WHAT THE EXERCISE ASKS: Exactly as written, copy the lines that run from the start of the data below to the line containing "that overwrites them.", both ends included.

★ ★ ★ ★ ★

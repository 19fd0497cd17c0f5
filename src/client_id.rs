use axum::http::HeaderMap;

pub const UNKNOWN_CLIENT: &str = "unknown";

// Derive the rate limit key for a request.
//
// Order: x-forwarded-for, x-real-ip, "unknown". Headers are trusted as-is,
// so the gateway must sit behind a reverse proxy that overwrites them.
pub fn client_identity(headers: &HeaderMap) -> String {
    ["x-forwarded-for", "x-real-ip"]
        .iter()
        .filter_map(|name| headers.get(*name))
        .filter_map(|value| value.to_str().ok())
        .map(str::trim)
        .find(|value| !value.is_empty())
        .unwrap_or(UNKNOWN_CLIENT)
        .to_string()
}
mod chat;
mod health;
mod metrics;

pub use chat::chat_handler;
pub use health::health_handler;
pub use metrics::metrics_handler;
use dashmap::DashMap;
use std::sync::Arc;
use std::time::{Duration, Instant};
use tokio::time::interval;

// Rate limit entry - one fixed window per client identity
pub struct RateLimitEntry {
    pub count: u32,
    pub reset_at: Instant,
}

// Fixed window counter keyed by client identity.
//
// Windows are only replaced lazily on access. Without the sweeper an entry
// stays for the life of the process, one per distinct identity seen.
pub struct RateLimiter {
    entries: DashMap<String, RateLimitEntry>,
    limit: u32,      // max requests per window
    window: Duration, // window length
}

impl RateLimiter {
    pub fn new(limit: u32, window: Duration) -> Self {
        Self {
            entries: DashMap::new(),
            limit,
            window,
        }
    }

    pub fn allow(&self, identity: &str) -> bool {
        self.allow_at(identity, Instant::now())
    }

    // The entry guard holds the shard lock, so the read-modify-write below
    // is atomic for one identity.
    pub fn allow_at(&self, identity: &str, now: Instant) -> bool {
        let mut entry = self
            .entries
            .entry(identity.to_string())
            .or_insert(RateLimitEntry {
                count: 0,
                reset_at: now + self.window,
            });

        // window expired..? start a new one
        if now > entry.reset_at {
            entry.count = 1;
            entry.reset_at = now + self.window;
            return true;
        }

        // over limit (a fresh entry has count 0)
        if entry.count >= self.limit {
            return false;
        }

        entry.count += 1;
        true
    }

    // Drop windows that have already expired, returns how many were removed
    pub fn sweep_expired(&self, now: Instant) -> usize {
        let before = self.entries.len();
        self.entries.retain(|_, entry| now <= entry.reset_at);
        before.saturating_sub(self.entries.len())
    }

    // Number of identities currently tracked
    pub fn len(&self) -> usize {
        self.entries.len()
    }
}

// Background sweep of expired windows - only spawned when configured
pub async fn window_sweeper(rate_limiter: Arc<RateLimiter>, sweep_interval: Duration) {
    let mut interval = interval(sweep_interval);

    tracing::info!(interval = ?sweep_interval, "rate window sweeper started");

    loop {
        interval.tick().await;

        let removed = rate_limiter.sweep_expired(Instant::now());
        if removed > 0 {
            tracing::debug!(
                removed,
                remaining = rate_limiter.len(),
                "swept expired rate windows"
            );
        }
    }
}
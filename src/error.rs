use axum::{
    extract::rejection::BytesRejection,
    http::StatusCode,
    response::{IntoResponse, Response},
};
use thiserror::Error;

use crate::models::ErrorBody;
use crate::response::json_response;
use crate::validation::ValidationError;

pub const RATE_LIMIT_MESSAGE: &str = "Rate limit exceeded. Please try again later.";
const UPSTREAM_FAILED_MESSAGE: &str = "API request failed";

/// Every way a chat request can end without a model answer.
#[derive(Debug, Error)]
pub enum GatewayError {
    #[error("{}", RATE_LIMIT_MESSAGE)]
    RateLimited,

    #[error("Method not allowed")]
    MethodNotAllowed,

    /// Body could not be buffered, usually over the size limit.
    #[error("{}", unreadable_body_message(.0))]
    UnreadableBody(#[source] BytesRejection),

    /// Body is not JSON or does not match `{"message": string}`.
    #[error("Message is required and must be a string")]
    InvalidBody(#[source] serde_json::Error),

    #[error(transparent)]
    Validation(#[from] ValidationError),

    #[error("GEMINI_API_KEY not configured")]
    MissingApiKey,

    /// Non-success status, carrying the upstream message when it sent one.
    #[error("{0}")]
    Upstream(String),

    #[error("Invalid API response")]
    InvalidUpstreamResponse,

    #[error("upstream transport error: {0}")]
    Transport(#[from] reqwest::Error),
}

fn unreadable_body_message(rejection: &BytesRejection) -> &'static str {
    if rejection.status() == StatusCode::PAYLOAD_TOO_LARGE {
        "Request body too large"
    } else {
        "Request body could not be read"
    }
}

impl GatewayError {
    pub fn status(&self) -> StatusCode {
        match self {
            GatewayError::RateLimited => StatusCode::TOO_MANY_REQUESTS,
            GatewayError::MethodNotAllowed => StatusCode::METHOD_NOT_ALLOWED,
            GatewayError::UnreadableBody(rejection) => rejection.status(),
            GatewayError::InvalidBody(_) | GatewayError::Validation(_) => StatusCode::BAD_REQUEST,
            GatewayError::MissingApiKey
            | GatewayError::Upstream(_)
            | GatewayError::InvalidUpstreamResponse
            | GatewayError::Transport(_) => StatusCode::INTERNAL_SERVER_ERROR,
        }
    }

    /// Short label for logs and metrics.
    pub fn kind(&self) -> &'static str {
        match self {
            GatewayError::RateLimited => "rate_limited",
            GatewayError::MethodNotAllowed => "method_not_allowed",
            GatewayError::UnreadableBody(_) => "unreadable_body",
            GatewayError::InvalidBody(_) => "invalid_body",
            GatewayError::Validation(_) => "validation",
            GatewayError::MissingApiKey => "configuration",
            GatewayError::Upstream(_) => "upstream_status",
            GatewayError::InvalidUpstreamResponse => "upstream_shape",
            GatewayError::Transport(_) => "upstream_transport",
        }
    }

    pub fn is_client_error(&self) -> bool {
        self.status().is_client_error()
    }

    /// Message shown to the caller. Transport detail stays in the logs.
    pub fn public_message(&self) -> String {
        match self {
            GatewayError::Transport(_) => UPSTREAM_FAILED_MESSAGE.to_string(),
            other => other.to_string(),
        }
    }
}

impl IntoResponse for GatewayError {
    fn into_response(self) -> Response {
        json_response(
            self.status(),
            ErrorBody {
                error: self.public_message(),
            },
        )
    }
}

#[cfg(test)]
mod tests {
    use super::*;

    #[test]
    fn status_mapping_follows_taxonomy() {
        assert_eq!(GatewayError::RateLimited.status(), StatusCode::TOO_MANY_REQUESTS);
        assert_eq!(
            GatewayError::Validation(ValidationError::Empty).status(),
            StatusCode::BAD_REQUEST
        );
        assert_eq!(
            GatewayError::MissingApiKey.status(),
            StatusCode::INTERNAL_SERVER_ERROR
        );
        assert_eq!(
            GatewayError::InvalidUpstreamResponse.status(),
            StatusCode::INTERNAL_SERVER_ERROR
        );
        assert!(GatewayError::RateLimited.is_client_error());
        assert!(!GatewayError::MissingApiKey.is_client_error());
    }

    #[test]
    fn public_messages_match_wire_contract() {
        assert_eq!(GatewayError::RateLimited.public_message(), RATE_LIMIT_MESSAGE);
        assert_eq!(
            GatewayError::Validation(ValidationError::TooLong).public_message(),
            "Message too long (max 2000 characters)"
        );
        assert_eq!(
            GatewayError::Upstream("API key not valid".into()).public_message(),
            "API key not valid"
        );
    }

    #[test]
    fn invalid_body_reads_like_missing_message() {
        let err = serde_json::from_str::<serde_json::Value>("not json").unwrap_err();
        let gateway = GatewayError::InvalidBody(err);
        assert_eq!(gateway.status(), StatusCode::BAD_REQUEST);
        assert_eq!(gateway.public_message(), ValidationError::Missing.to_string());
    }
}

★ ★ ★ ★ ★

RESULT OF THE TASK:
repository 19fd0497cd17c0f5
filename src/client_id.rs
use axum::http::HeaderMap;

pub const UNKNOWN_CLIENT: &str = "unknown";

// Derive the rate limit key for a request.
//
// Order: x-forwarded-for, x-real-ip, "unknown". Headers are trusted as-is,
// so the gateway must sit behind a reverse proxy that overwrites them.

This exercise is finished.